The rings of the tree and the swirls of the fingerprint line up almost perfectly. It’s almost as if they were cast from the same mold, though if anything, it’s the design of the tree that’s more intricate and complex.
Which is the original masterpiece, visitors may wonder, and which is the cheap knock-off?
Untitled by Santiago Navila, 2019
Visitors who enter the gallery set aside for Santiago Navila’s immersive video installation may instantly feel their shoulders relax. It’s a bit like being inside a cloud.
Hoffberger said that the artist is a monk who studied for two years with the Dalai Lama, so Navila knows how to create an atmosphere promoting tranquil meditation.
The lights have been turned low.

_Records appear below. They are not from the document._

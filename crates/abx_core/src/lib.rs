//! ABX Core - AnimBlueprint scene-export conversion.
//!
//! This crate provides:
//!
//! - **Document loading**: FModel JSON exports as `SceneDocument`
//! - **Node conversion**: per-category field mapping into Unreal
//!   AnimGraph paste-import blocks
//!
//! # Example
//!
//! ```ignore
//! use abx_core::abp::convert;
//!
//! // Convert an export and write the paste text next to it
//! let result = convert("ABP_Ch020.json", "Muscular.txt", "ABP_Ch020_C")?;
//! println!("Wrote {} nodes to {}",
//!     result.node_count,
//!     result.output_path.display());
//! ```

pub mod abp;

// Re-export commonly used types
pub use abp::{convert, Conversion, ExportError, ExportResult, SceneDocument};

Choose a seat from among stacks of pillows of different heights scattered across the gallery floor, while gazing at the bolts of gauzy white mesh that swoop down from the ceiling, cross paths and then double back.
Several cameras discreetly positioned around the gallery project a continuous loop of video scenes from nature onto the fabric bolts: A herd of wildebeest ford a brown river. The animals descend into the stream in a cloud of dust, wade chest-deep through the water, struggle up the opposite bank and then canter through the grass.
Sometimes the sequence of events is reversed and sometimes, depending on the shape of the fabric “screen” on which the video is being projected, the image curves around itself in a semi-circle.
That’s all there is to the installation. But some visitors may find that it has calmed their heartbeat and slowed their breaths.